Synapomorphy of Galeaspida and jawed-vertebrates:

• Cellular bone
• Perichondral bone in brain-case
• Nasal capsules separate from hypophyseal duct
• Paired cerebellum
• Paired fin-folds or their derivative.

Osteostraci

(Silurian - Devonian): Endemic to Euramerica. Resemble galeaspids in having large horseshoe-shaped head shields that include an perichondrally ossified brain-case, but with major differences:

Synapomorphies of Osteostraci:

• Head shield contains three large sensory fields (two laterally and one on the midline). Internal channels link these to the otic capsules.
• An odd ventral fin flap laps beneath the caudal fin. This might be a modified anal fin.

Other characteristics:

• The floor of the pharyngeal chamber is flexible, facilitating inspiration of water.
• The oral and pharyngeal cavities seem to be separated by a velum.
• Posterior corners of the head can be drawn into cornual processes or "horns."
• Sclerotic ossicles support the sclera of the eyeball.
• Endolymphatic ducts connect the fluid filled labyrinth of the inner ear with the external environment. This is also observed in placoderm-grade gnathostomes and living Chondrichthyes.
• Notochord invades upper lobe of tail yielding heterocercal tail.
• One or two dorsal fins present
• Branchial openings slit-shaped. (Compare with lamprey)
• But the big thing: Paired pectoral fins (complete with calcified cartilage skeleton elements) present.
• Single median nasohypophyseal opening leads to a single olfactory capsule (like in lampreys) and to the hypophysis, and doesn't communicate with the pharynx - like the arrangement in lampreys.

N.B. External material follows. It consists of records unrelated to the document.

//! Result and error types for the core library

use std::fmt;

use serde::{Deserialize, Serialize};
use thiserror::Error;

/// Core library error type
#[derive(Error, Debug)]
pub enum Error {
    #[error("Not found: {0}")]
    NotFound(String),

    #[error("Invalid request: {0}")]
    InvalidRequest(String),

    #[error("Internal error: {0}")]
    Internal(String),

    /// A concurrent unit of work changed a row this one read or wrote.
    #[error("Write conflict: {0}")]
    Conflict(String),

    /// The store rejected a transfer whose request id is already recorded.
    #[error("Duplicate request id: {0}")]
    DuplicateRequest(String),

    #[error("Database error: {0}")]
    Database(String),

    #[error("IO error: {0}")]
    Io(#[from] std::io::Error),

    #[error("JSON error: {0}")]
    Json(#[from] serde_json::Error),
}

/// The outward classification of an [`Error`]
///
/// Request adapters map each kind to a distinct signal so callers can tell
/// "fix your request" apart from "retry later".
#[derive(Debug, Clone, Copy, PartialEq, Eq, Serialize, Deserialize)]
#[serde(rename_all = "snake_case")]
pub enum ErrorKind {
    NotFound,
    InvalidRequest,
    Internal,
}

impl fmt::Display for ErrorKind {
    fn fmt(&self, f: &mut fmt::Formatter<'_>) -> fmt::Result {
        let s = match self {
            ErrorKind::NotFound => "not_found",
            ErrorKind::InvalidRequest => "invalid_request",
            ErrorKind::Internal => "internal",
        };
        f.write_str(s)
    }
}

impl Error {
    /// Create a not found error
    pub fn not_found(msg: impl Into<String>) -> Self {
        Self::NotFound(msg.into())
    }

    /// Create an invalid request error
    pub fn invalid(msg: impl Into<String>) -> Self {
        Self::InvalidRequest(msg.into())
    }

    /// Create an internal error
    pub fn internal(msg: impl Into<String>) -> Self {
        Self::Internal(msg.into())
    }

    /// Create a write conflict error
    pub fn conflict(msg: impl Into<String>) -> Self {
        Self::Conflict(msg.into())
    }

    pub fn kind(&self) -> ErrorKind {
        match self {
            Error::NotFound(_) => ErrorKind::NotFound,
            Error::InvalidRequest(_) => ErrorKind::InvalidRequest,
            Error::Internal(_)
            | Error::Conflict(_)
            | Error::DuplicateRequest(_)
            | Error::Database(_)
            | Error::Io(_)
            | Error::Json(_) => ErrorKind::Internal,
        }
    }

    /// Whether re-running the whole unit of work may succeed
    pub fn is_retryable(&self) -> bool {
        matches!(self, Error::Conflict(_) | Error::DuplicateRequest(_))
    }
}

/// Core library result type
pub type Result<T> = std::result::Result<T, Error>;

/// Operation result for JSON output
#[derive(Debug, Clone, Serialize, Deserialize)]
pub struct OperationResult<T> {
    pub success: bool,
    pub data: Option<T>,
    pub error: Option<String>,
    pub error_kind: Option<ErrorKind>,
}

impl<T> OperationResult<T> {
    /// Create a successful result
    pub fn ok(data: T) -> Self {
        Self {
            success: true,
            data: Some(data),
            error: None,
            error_kind: None,
        }
    }

    /// Create a failed result
    pub fn fail(error: &Error) -> Self {
        Self {
            success: false,
            data: None,
            error: Some(error.to_string()),
            error_kind: Some(error.kind()),
        }
    }
}

impl<T> From<Result<T>> for OperationResult<T> {
    fn from(result: Result<T>) -> Self {
        match result {
            Ok(data) => Self::ok(data),
            Err(e) => Self::fail(&e),
        }
    }
}

#[cfg(test)]
mod tests {
    use super::*;

    #[test]
    fn test_operation_result_ok() {
        let result: OperationResult<i32> = OperationResult::ok(42);
        assert!(result.success);
        assert_eq!(result.data, Some(42));
        assert!(result.error.is_none());
        assert!(result.error_kind.is_none());
    }

    #[test]
    fn test_from_result() {
        let err: Result<i32> = Err(Error::invalid("insufficient funds"));
        let result: OperationResult<i32> = err.into();
        assert!(!result.success);
        assert_eq!(result.error_kind, Some(ErrorKind::InvalidRequest));
        assert!(result.error.unwrap().contains("insufficient funds"));
    }

    #[test]
    fn test_store_signals_surface_as_internal() {
        assert_eq!(Error::conflict("row changed").kind(), ErrorKind::Internal);
        assert_eq!(
            Error::DuplicateRequest("req-1".into()).kind(),
            ErrorKind::Internal
        );
        assert_eq!(Error::Database("io".into()).kind(), ErrorKind::Internal);
        assert_eq!(Error::not_found("account").kind(), ErrorKind::NotFound);
    }

    #[test]
    fn test_only_store_signals_are_retryable() {
        assert!(Error::conflict("x").is_retryable());
        assert!(Error::DuplicateRequest("x".into()).is_retryable());
        assert!(!Error::internal("x").is_retryable());
        assert!(!Error::invalid("x").is_retryable());
    }

    #[test]
    fn test_error_kind_serializes_snake_case() {
        let json = serde_json::to_string(&ErrorKind::InvalidRequest).unwrap();
        assert_eq!(json, "\"invalid_request\"");
        assert_eq!(ErrorKind::NotFound.to_string(), "not_found");
    }
}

Osteostraci are both informative and misleading. Their well-ossified brain-cases enable us to know their anatomy as in no other fossil jawless vertebrate, but aspects of this anatomy are enigmatic:

• What are the three "head fields?" Electric organs, elaborations of the lateral-line system, and outgrowths of the otic system are all suggested.
• Is the lamprey-like nasohypophyseal arrangement ancestral or secondarily derived? For decades, systematists linked osteostracans to lampreys because of it. Recently, the single nasal olfactory capsule and midline nasohypophyseal duct are considered to be a secondary reversal from a condition like that in galeaspids.
• Osteostraci share mesodentin with Katoporida, a thelodont taxon. Synapomorphy?

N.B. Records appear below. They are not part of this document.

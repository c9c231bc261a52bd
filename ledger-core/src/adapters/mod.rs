//! Adapter implementations
//!
//! Adapters implement the port traits with concrete technologies:
//! - DuckDB for the durable LedgerStore
//! - An in-memory LedgerStore for tests and demos

pub mod duckdb;
pub mod memory;
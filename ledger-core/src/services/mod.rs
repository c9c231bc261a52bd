//! Service layer - business logic orchestration
//!
//! Services coordinate domain logic and port interactions. Each service
//! focuses on a specific use case or feature area.

mod account;
pub mod migration;
mod retry;
mod transfer;
mod user;

pub use account::AccountService;
pub use migration::{MigrationResult, MigrationService};
pub use transfer::TransferService;
pub use user::UserService;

Synapomorphies of Osteostraci and jawed-vertebrates In any case, Osteostraci shares conspicuous synapomorphies with Gnathostomata:

• Endolymphatic ducts communicate with the exterior.
• Paired pectoral appendages with internal skeleton and muscle
• Heterocercal tail
• Two dorsal fins
• Sclerotic ossicles
• Slit-shaped branchial openings

Pituriaspida:

(Devonian) A poorly known group with two known genera: Pituriaspis and Neeyambaspis from Queensland. Known only from their well-integrated, solid head shields. Generally similar to Osteostraci. Characterized by:

• An elongate rostrum (snout)
• Nasohypophyseal opening beneath shield in front of mouth.
• Mouth and pharynx organized as in Osteostraci
• Paired openings of unknown function beneath orbits (eye sockets)
• Opening for pectoral fins present in head shield
• Head shield extends far posteriorly. Possibly (?) forming support for pelvic appendage (???)

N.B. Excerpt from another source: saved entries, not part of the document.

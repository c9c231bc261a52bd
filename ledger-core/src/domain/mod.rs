//! Core domain entities
//!
//! All business entities are defined here. These are pure data structures
//! with validation logic - no I/O or external dependencies.

mod account;
pub mod money;
pub mod result;
mod transfer;
mod user;

pub use account::{Account, AccountBalance};
pub use transfer::{validate_request_id, Transfer, TransferReceipt, TransferRequest, MAX_REQUEST_ID_LEN};
pub use user::{NewUser, User};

More and better fossils, please.

Coping with history: You will surely encounter the obsolete term "ostracoderms" in the literature. This refers to the vast paraphyletic grade-group of armored jawless vertebrates whose diversity we have surveyed.

Major Outstanding Issues:

• The position of soft-bodied craniates like Myllokunmingia and Metaspriggina
• The origin and homology of paired fins
• Thelodonts - monophyletic or paraphyletic?
• The evolution of the organization of the head (braincase, nasohypophyseal duct, nasal capsules, etc.) in vertebrates lacking cartilage bone.
• The evolution of the weird nasohypophyseal duct of Osteostraci.